TASK DESCRIPTION
Could you count the lines in the entries beneath that hold the word "twice"? Respond with the number alone.

MATERIAL FOR THIS EXERCISE section start

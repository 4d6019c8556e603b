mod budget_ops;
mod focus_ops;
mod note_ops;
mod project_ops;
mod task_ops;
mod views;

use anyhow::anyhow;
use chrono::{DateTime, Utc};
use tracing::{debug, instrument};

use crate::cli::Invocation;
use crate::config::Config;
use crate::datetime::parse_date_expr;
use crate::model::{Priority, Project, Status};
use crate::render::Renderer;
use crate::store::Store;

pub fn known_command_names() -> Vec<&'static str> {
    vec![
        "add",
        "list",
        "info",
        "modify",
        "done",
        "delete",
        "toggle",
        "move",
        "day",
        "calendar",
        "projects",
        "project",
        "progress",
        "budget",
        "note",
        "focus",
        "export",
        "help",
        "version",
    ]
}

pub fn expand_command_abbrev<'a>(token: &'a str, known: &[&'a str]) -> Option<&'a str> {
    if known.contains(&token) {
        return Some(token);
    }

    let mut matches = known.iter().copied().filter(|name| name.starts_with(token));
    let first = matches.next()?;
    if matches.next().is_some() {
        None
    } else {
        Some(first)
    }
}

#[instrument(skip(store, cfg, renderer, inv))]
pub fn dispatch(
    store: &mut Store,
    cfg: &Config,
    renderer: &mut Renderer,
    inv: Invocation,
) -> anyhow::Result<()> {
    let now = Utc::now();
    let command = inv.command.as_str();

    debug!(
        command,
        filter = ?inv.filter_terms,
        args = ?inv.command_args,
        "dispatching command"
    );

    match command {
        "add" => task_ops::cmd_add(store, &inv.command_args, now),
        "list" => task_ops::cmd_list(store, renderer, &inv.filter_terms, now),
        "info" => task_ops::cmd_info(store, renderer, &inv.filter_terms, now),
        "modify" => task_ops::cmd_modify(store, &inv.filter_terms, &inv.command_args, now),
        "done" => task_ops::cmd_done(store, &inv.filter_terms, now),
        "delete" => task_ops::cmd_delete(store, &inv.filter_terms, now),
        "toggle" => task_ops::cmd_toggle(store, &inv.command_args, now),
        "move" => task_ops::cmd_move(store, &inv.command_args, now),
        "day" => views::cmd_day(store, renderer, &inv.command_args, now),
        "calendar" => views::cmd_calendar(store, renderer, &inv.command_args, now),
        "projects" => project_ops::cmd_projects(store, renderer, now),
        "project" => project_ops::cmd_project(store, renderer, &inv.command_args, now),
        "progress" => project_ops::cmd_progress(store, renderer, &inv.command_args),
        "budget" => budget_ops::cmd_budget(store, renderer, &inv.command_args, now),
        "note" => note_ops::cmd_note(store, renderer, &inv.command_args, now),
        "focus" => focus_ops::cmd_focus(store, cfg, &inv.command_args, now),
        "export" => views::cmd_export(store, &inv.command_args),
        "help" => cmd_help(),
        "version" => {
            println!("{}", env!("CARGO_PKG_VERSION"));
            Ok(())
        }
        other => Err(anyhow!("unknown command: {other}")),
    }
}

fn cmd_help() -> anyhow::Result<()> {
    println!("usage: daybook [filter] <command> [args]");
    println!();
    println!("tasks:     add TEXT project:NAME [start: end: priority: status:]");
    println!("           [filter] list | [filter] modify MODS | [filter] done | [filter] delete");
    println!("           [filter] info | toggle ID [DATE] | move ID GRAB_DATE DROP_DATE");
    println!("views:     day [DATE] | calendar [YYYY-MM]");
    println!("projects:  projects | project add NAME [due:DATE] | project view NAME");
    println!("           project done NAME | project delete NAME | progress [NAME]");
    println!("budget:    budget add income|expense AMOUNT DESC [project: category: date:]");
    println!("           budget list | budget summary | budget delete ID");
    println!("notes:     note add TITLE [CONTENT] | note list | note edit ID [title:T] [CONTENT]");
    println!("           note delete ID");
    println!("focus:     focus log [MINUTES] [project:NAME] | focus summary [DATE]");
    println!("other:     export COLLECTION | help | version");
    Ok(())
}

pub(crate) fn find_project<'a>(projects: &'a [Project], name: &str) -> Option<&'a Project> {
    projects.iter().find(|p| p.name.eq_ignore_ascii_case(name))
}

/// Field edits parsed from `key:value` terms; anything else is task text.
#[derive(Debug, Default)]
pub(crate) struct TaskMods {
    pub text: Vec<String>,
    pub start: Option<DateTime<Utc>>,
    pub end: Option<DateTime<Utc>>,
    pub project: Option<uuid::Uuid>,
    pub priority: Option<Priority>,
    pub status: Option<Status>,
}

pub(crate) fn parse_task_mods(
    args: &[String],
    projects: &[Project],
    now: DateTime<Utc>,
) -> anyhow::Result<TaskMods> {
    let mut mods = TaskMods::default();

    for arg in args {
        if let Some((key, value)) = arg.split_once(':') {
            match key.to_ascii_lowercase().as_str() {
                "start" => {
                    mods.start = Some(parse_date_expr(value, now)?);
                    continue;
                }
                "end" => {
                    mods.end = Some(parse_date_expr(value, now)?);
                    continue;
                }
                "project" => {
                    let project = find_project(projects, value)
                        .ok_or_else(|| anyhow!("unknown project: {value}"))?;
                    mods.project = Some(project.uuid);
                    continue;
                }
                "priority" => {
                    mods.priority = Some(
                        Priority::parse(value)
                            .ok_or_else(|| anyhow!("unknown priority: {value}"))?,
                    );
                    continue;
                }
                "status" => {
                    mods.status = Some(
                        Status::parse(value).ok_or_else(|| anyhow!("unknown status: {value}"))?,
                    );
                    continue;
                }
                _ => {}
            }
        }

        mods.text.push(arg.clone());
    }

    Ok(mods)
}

MATERIAL FOR THIS EXERCISE section end
MATERIAL FOR THIS EXERCISE section start

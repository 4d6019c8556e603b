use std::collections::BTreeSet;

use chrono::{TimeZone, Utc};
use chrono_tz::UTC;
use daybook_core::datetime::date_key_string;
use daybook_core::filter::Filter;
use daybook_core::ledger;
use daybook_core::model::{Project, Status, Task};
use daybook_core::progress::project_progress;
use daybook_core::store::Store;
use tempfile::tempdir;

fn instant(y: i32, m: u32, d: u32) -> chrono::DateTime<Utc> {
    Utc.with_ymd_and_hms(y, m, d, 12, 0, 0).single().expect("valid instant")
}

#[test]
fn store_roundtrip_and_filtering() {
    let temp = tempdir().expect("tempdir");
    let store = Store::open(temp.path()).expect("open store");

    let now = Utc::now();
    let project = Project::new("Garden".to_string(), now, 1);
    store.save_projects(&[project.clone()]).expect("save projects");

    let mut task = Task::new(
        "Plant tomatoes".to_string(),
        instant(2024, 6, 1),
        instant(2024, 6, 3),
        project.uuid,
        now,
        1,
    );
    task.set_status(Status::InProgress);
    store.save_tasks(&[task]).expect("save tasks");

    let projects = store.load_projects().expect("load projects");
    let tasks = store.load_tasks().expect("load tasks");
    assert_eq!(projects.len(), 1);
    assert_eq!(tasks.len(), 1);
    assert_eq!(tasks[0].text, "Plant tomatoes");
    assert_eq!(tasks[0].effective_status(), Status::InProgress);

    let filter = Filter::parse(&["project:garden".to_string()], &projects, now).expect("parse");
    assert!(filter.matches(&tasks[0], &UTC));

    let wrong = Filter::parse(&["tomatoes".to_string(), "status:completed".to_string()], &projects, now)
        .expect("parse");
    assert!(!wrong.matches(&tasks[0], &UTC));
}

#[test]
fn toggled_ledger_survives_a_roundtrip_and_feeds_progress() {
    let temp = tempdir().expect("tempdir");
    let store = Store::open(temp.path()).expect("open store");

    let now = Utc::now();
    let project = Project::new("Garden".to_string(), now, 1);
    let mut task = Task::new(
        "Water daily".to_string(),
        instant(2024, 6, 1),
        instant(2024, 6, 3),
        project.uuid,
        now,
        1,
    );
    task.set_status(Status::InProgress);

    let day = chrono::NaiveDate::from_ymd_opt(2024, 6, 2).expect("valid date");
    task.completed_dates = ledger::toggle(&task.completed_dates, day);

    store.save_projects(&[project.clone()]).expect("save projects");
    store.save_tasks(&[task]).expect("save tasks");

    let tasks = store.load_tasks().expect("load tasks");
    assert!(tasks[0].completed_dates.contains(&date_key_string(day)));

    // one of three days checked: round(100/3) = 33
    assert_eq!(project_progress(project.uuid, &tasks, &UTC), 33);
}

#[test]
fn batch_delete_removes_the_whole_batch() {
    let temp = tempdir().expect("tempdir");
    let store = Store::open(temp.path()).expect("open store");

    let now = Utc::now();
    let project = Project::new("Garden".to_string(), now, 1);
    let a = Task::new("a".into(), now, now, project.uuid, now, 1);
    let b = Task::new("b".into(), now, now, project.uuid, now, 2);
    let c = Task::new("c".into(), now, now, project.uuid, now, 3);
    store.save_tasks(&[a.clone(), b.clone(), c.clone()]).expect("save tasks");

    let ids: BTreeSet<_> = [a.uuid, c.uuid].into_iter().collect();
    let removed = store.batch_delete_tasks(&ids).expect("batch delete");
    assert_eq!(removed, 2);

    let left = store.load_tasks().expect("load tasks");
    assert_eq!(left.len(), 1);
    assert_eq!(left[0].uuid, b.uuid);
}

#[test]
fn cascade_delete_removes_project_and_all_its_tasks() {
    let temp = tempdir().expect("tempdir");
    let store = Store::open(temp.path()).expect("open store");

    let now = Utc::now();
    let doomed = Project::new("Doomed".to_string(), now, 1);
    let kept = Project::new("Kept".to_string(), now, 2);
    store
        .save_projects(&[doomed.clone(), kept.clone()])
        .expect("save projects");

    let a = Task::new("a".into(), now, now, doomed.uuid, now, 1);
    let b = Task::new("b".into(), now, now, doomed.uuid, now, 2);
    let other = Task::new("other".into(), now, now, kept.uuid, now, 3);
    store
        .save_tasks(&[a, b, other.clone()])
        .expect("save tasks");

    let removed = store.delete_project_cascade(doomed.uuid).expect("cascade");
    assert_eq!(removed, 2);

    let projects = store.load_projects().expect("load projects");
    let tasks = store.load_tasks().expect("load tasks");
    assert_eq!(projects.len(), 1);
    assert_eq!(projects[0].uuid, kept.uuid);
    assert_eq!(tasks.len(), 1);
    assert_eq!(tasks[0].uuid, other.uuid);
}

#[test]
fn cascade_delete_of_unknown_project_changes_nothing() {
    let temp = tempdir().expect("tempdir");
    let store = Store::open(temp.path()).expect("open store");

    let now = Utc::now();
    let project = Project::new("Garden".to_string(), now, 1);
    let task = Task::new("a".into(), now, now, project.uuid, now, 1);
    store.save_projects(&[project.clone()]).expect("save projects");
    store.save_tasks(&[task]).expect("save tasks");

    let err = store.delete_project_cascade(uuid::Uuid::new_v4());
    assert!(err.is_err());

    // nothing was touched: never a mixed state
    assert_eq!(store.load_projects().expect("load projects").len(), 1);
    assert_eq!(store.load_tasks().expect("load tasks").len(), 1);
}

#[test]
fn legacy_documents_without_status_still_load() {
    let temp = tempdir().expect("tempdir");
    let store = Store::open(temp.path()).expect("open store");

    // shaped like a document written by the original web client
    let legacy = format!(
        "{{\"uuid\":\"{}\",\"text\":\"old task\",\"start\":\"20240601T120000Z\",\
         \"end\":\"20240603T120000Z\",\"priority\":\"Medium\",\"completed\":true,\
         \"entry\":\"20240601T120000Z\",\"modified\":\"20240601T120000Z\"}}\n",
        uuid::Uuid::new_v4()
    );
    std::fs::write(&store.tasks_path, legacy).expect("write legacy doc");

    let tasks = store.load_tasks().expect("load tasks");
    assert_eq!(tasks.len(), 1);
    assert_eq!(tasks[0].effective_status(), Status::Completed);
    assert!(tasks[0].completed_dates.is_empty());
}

MATERIAL FOR THIS EXERCISE section end
MATERIAL FOR THIS EXERCISE section start

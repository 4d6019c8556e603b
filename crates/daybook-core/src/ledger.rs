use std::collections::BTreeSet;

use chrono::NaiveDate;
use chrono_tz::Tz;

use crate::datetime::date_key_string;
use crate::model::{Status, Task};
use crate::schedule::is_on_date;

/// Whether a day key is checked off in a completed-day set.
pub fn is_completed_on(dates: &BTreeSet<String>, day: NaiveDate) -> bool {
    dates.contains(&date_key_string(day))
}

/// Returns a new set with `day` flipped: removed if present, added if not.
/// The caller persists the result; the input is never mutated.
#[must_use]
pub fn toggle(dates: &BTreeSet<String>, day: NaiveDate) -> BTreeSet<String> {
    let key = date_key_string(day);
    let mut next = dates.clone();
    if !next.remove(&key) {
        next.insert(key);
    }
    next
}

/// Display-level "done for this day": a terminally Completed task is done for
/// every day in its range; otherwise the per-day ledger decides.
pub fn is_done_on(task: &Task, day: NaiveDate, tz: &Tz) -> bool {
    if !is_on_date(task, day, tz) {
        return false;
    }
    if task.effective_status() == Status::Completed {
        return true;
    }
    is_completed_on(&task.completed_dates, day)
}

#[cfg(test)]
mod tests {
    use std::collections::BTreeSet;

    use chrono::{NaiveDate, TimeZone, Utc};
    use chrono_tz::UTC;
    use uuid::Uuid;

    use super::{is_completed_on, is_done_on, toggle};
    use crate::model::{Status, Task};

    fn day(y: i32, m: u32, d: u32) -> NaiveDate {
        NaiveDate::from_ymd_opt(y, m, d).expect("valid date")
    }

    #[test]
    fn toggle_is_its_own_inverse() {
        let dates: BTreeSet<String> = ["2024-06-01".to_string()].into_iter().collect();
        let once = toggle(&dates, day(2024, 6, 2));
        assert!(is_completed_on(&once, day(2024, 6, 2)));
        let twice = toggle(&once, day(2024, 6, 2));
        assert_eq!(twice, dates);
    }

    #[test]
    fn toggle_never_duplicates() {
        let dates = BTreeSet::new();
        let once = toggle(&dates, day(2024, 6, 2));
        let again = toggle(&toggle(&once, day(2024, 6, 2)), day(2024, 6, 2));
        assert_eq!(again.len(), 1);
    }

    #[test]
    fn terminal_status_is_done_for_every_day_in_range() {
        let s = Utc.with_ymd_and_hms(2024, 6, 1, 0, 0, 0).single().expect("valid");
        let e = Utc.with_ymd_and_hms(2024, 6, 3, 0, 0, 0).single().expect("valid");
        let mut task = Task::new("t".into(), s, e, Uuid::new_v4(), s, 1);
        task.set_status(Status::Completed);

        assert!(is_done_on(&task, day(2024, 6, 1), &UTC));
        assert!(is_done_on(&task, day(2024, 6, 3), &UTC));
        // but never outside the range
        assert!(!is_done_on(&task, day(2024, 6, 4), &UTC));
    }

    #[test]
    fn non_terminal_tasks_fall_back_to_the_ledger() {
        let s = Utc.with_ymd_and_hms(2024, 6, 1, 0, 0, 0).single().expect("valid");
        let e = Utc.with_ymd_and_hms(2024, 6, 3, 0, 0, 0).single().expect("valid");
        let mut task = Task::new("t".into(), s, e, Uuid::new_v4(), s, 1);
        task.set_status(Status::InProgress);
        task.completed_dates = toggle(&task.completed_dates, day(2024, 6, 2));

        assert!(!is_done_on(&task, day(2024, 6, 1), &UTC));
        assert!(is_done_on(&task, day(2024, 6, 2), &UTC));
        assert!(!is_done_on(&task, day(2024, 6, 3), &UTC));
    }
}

MATERIAL FOR THIS EXERCISE section end

RESPONSE FOR THIS EXERCISE
2